Coast Guard Cutter Tahoma returns home to Portsmouth, N.H.

TAhomaBOSTON — The Coast Guard Cutter Tahoma returned to homeport at Portsmouth Naval Shipyard in Kittery, Maine, Monday, after a 66-day patrol in the Eastern Pacific Ocean and Caribbean Sea.

During the patrol, on Sept. 9th, the Tahoma crew pursued a “Go-Fast Vessel” to verify the vessel’s nationality. With the assistance of a maritime patrol aircraft, the Tahoma’s pursuit team closed in on the Go-Fast and attempted to initiate radio contact. The vessel jettisoned bales of contraband into the ocean and refused to comply with instructions. Warning shots were used to signal the vessel to prepare for a boarding. The noncompliant Go-Fast then came to an abrupt halt and was boarded. Boarding team members recovered 27 bales of cocaine from the water, totaling 540 kilograms (worth an estimated $10.8 million) and detained the three suspected drug smugglers.

The Tahoma crew participated in the transfer and custody of 50 detainees and 1,893 kilograms of contraband with several other Coast Guard cutters in both the Eastern Pacific and the Caribbean Sea.

This patrol was particularly unique as it deployed the 270 foot medium endurance cutter from its homeport in Kittery, Maine down to the waters of Central America, requiring the cutter to make transit both ways through the Panama Canal. Not only did the Tahoma’s crew return home as Order of the Ditch recipients, but they also were afforded the opportunity to cross the equator while in the Eastern Pacific Ocean.

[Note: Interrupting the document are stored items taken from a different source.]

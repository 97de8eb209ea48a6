pub mod app_error;
pub mod config_error;

pub use app_error::AppError;
pub use config_error::ConfigError;
//! Contrato de petición/respuesta con el servicio de fragmentación.
use serde::{Deserialize, Serialize};
use serde_json::Value;

use crate::Molecule;

#[derive(Debug, Clone, PartialEq, Serialize, Deserialize)]
pub struct FragmentationRequest {
    pub smiles: Molecule,
    /// Patrones de selección de enlaces; `None` deja que el fragmentador
    /// elija todos los enlaces rotables.
    #[serde(default, skip_serializing_if = "Option::is_none")]
    pub target_bond_smarts: Option<Vec<String>>,
    #[serde(default, skip_serializing_if = "Option::is_none")]
    pub engine: Option<Value>,
}

#[derive(Debug, Clone, PartialEq, Eq, Serialize, Deserialize)]
pub struct Fragment {
    pub smiles: String,
    /// Enlaces del padre (índices de átomo) que este fragmento representa.
    pub bond_indices: Vec<(usize, usize)>,
}

/// Árbol de fragmentación: molécula padre y sus fragmentos.
#[derive(Debug, Clone, PartialEq, Eq, Serialize, Deserialize)]
pub struct FragmentationResult {
    pub parent_smiles: String,
    pub fragments: Vec<Fragment>,
}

“This was a dynamic and exciting patrol. The crew of Tahoma performed superbly in carrying out a multitude of functions in support of the Coast Guard’s Western Hemisphere Strategy,” said Cmdr. Willie Carmichael, the commanding officer of the Tahoma. “No matter if it was caring for and transporting over 50 suspected drug smugglers, launching helicopters, or interdicting a go-fast vessel carrying contraband, my crew answered the call as true professionals. I am so very proud of them!”